Me bautizaron en la iglesita del Barrio El Aeropuerto, allí, cerca del Aeropuerto de Maiquetía y de Catia La Mar. Cuando quise casarme, la Iglesia pidió una fe de mi bautismo, pero la iglesita ya no tenía párroco, y estaba derruida y abandonada. Dije “¡Pues que me vuelvan a bautizar!”, pero no me dejaron, porque mi entorno consideraba eso un sacrilegio (aunque sé que no lo es). Una prima tuvo que mover sus contactos e influencias para lograr hablar con el Obispo de La Guaira y conseguir la requerida fe de bautismo (la cual dudo tenga relación alguna con la original). Hasta allí todo bien.

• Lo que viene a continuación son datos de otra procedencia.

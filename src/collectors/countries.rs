//! Country statistics from the CountryLayer API, one country per work item.
//!
//! The endpoint answers with a JSON array of matches; logical API errors
//! arrive as HTTP 200 with an `error` object and are treated as an empty
//! response (no usable data), matching how per-item problems are recovered
//! everywhere else.

use std::time::Duration;

use anyhow::{bail, Result};
use async_trait::async_trait;
use serde_json::Value;
use url::Url;

use crate::collectors::{Collector, StoreSummary};
use crate::config::ApiConfig;
use crate::database_ops::db::Db;
use crate::database_ops::ledger::{
    country_exists, insert_country_if_absent, CountryRecord, InsertOutcome, Presence,
};
use crate::fetch::{FetchClient, FetchFailure, FetchOutcome};
use crate::util::env::env_parse;
use crate::work::{country_names, WorkItem};

pub struct CountriesCollector {
    endpoint: Url,
    api_key: String,
    delay: Duration,
}

impl CountriesCollector {
    pub fn new(api: &ApiConfig) -> Result<Self> {
        let Some(api_key) = api.countrylayer_api_key.clone() else {
            bail!("COUNTRYLAYER_API_KEY is required for the countries collection");
        };
        Ok(Self {
            endpoint: api.countrylayer_endpoint.clone(),
            api_key,
            delay: Duration::from_millis(env_parse("COUNTRYLAYER_DELAY_MS", 1_000u64)),
        })
    }
}

/// Normalize a name-search response (array of country objects) into records.
/// Entries without a name are dropped; every other field is optional.
pub fn extract_countries(payload: &Value) -> Vec<CountryRecord> {
    let Some(entries) = payload.as_array() else {
        return Vec::new();
    };
    entries
        .iter()
        .filter_map(|entry| {
            let name = entry.get("name")?.as_str()?.to_string();
            let latlng = entry.get("latlng").and_then(|v| v.as_array());
            Some(CountryRecord {
                name,
                capital: entry
                    .get("capital")
                    .and_then(|v| v.as_str())
                    .filter(|s| !s.is_empty())
                    .map(str::to_string),
                population: entry.get("population").and_then(|v| v.as_i64()),
                latitude: latlng.and_then(|c| c.first()).and_then(|v| v.as_f64()),
                longitude: latlng.and_then(|c| c.get(1)).and_then(|v| v.as_f64()),
            })
        })
        .collect()
}

#[async_trait]
impl Collector for CountriesCollector {
    fn collection(&self) -> &'static str {
        "countries"
    }

    fn request_delay(&self) -> Duration {
        self.delay
    }

    fn work_items(&self) -> Vec<WorkItem> {
        country_names()
    }

    async fn probe(&self, db: &Db, item: &WorkItem) -> Result<Presence> {
        let WorkItem::Country { name } = item else {
            return Ok(Presence::Absent);
        };
        if country_exists(db, name).await? {
            Ok(Presence::Complete)
        } else {
            Ok(Presence::Absent)
        }
    }

    async fn fetch_item(&self, http: &FetchClient, item: &WorkItem) -> FetchOutcome {
        let WorkItem::Country { name } = item else {
            return FetchOutcome::Failure(FetchFailure::Malformed("unexpected work item".into()));
        };
        let url = match self
            .endpoint
            .join(&format!("name/{}", urlencoding::encode(name)))
        {
            Ok(url) => url,
            Err(err) => {
                return FetchOutcome::Failure(FetchFailure::Malformed(err.to_string()));
            }
        };
        let query = [
            ("access_key", self.api_key.clone()),
            ("fullText", "true".to_string()),
        ];
        match http.get_json(url, &query).await {
            FetchOutcome::Success(payload) => {
                let api_error = payload.get("error").is_some();
                if api_error || extract_countries(&payload).is_empty() {
                    FetchOutcome::Empty
                } else {
                    FetchOutcome::Success(payload)
                }
            }
            other => other,
        }
    }

    async fn store(
        &self,
        db: &Db,
        _item: &WorkItem,
        payload: &Value,
        _presence: Presence,
    ) -> Result<StoreSummary> {
        let mut summary = StoreSummary::default();
        for record in extract_countries(payload) {
            match insert_country_if_absent(db, &record).await? {
                InsertOutcome::Inserted => summary.inserted += 1,
                InsertOutcome::AlreadyPresent => summary.already_present += 1,
            }
        }
        Ok(summary)
    }
}

#[cfg(test)]
mod tests {
    use super::*;
    use serde_json::json;

    #[test]
    fn extracts_optional_fields() {
        let payload = json!([{
            "name": "France",
            "capital": "Paris",
            "population": 67_000_000i64,
            "latlng": [46.0, 2.0]
        }]);
        let records = extract_countries(&payload);
        assert_eq!(records.len(), 1);
        assert_eq!(records[0].capital.as_deref(), Some("Paris"));
        assert_eq!(records[0].population, Some(67_000_000));
        assert_eq!(records[0].latitude, Some(46.0));
        assert_eq!(records[0].longitude, Some(2.0));
    }

    #[test]
    fn missing_fields_become_none() {
        let payload = json!([{"name": "Atlantis"}]);
        let records = extract_countries(&payload);
        assert_eq!(records.len(), 1);
        assert_eq!(records[0].capital, None);
        assert_eq!(records[0].population, None);
        assert_eq!(records[0].latitude, None);
    }

    #[test]
    fn nameless_entries_and_non_arrays_are_dropped() {
        assert!(extract_countries(&json!([{"capital": "Nowhere"}])).is_empty());
        assert!(extract_countries(&json!({"error": {"info": "bad key"}})).is_empty());
    }
}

¡Ah! Pero el día mi matrimonio mi novia se retrasó más de una hora, lo cual llevó no solo a tener que soportar toda clase de bromas por parte de mis familiares y amigos, sino también a que el Padre Pedro tuviera la oportunidad para llamarme aparte.


¿Cuándo te confesaste la última vez?” me preguntó.


¿Cómo decirle que ni siquiera hice la primera comunión?


¡Piensa, piensa, piensa!


Le dije “¡Ay Padre! ¡Si usted supiera!”.


¡Y qué remedio¡ Tuve que confesar mis pecados: la impaciencia, y la arrogancia. Sí, los reconozco.


¿Mi penitencia? La caridad. Y sí, la asumí como deber de pecador empedernido.


Había un carajito que se paraba a pedir limosna todas las noches en el semáforo que está en la salida de la Autopista del Este hacia la Avenida Principal de la Urbina. Todas las noches le entregaba el sencillo que llevaba encima, como hacían muchos otros conductores. Pero pasados un par de años de eso, me di cuenta de algo: el carajito no crecía, ni engordaba. A pesar de todo el dinero que recibía a diario, seguía igualito mes tras mes.


Un día le dije “Súbete y te llevo a comer”. La respuesta obvia fue un “No” (era demasiado parecido a la típica táctica de los pedófilos ambulantes), así que le dije “Espera aquí, y te traigo un ‘combo’ de Mac Donalds”, para lo cual hubo otro “No”. Lo que el chamo quería era el dinero, no se por qué, no se para qué, pero no era para comer y crecer bien.


Así llegué a la conclusión de que o la caridad no sirve para nada, o que darle dinero a un niño de la calle no es caridad.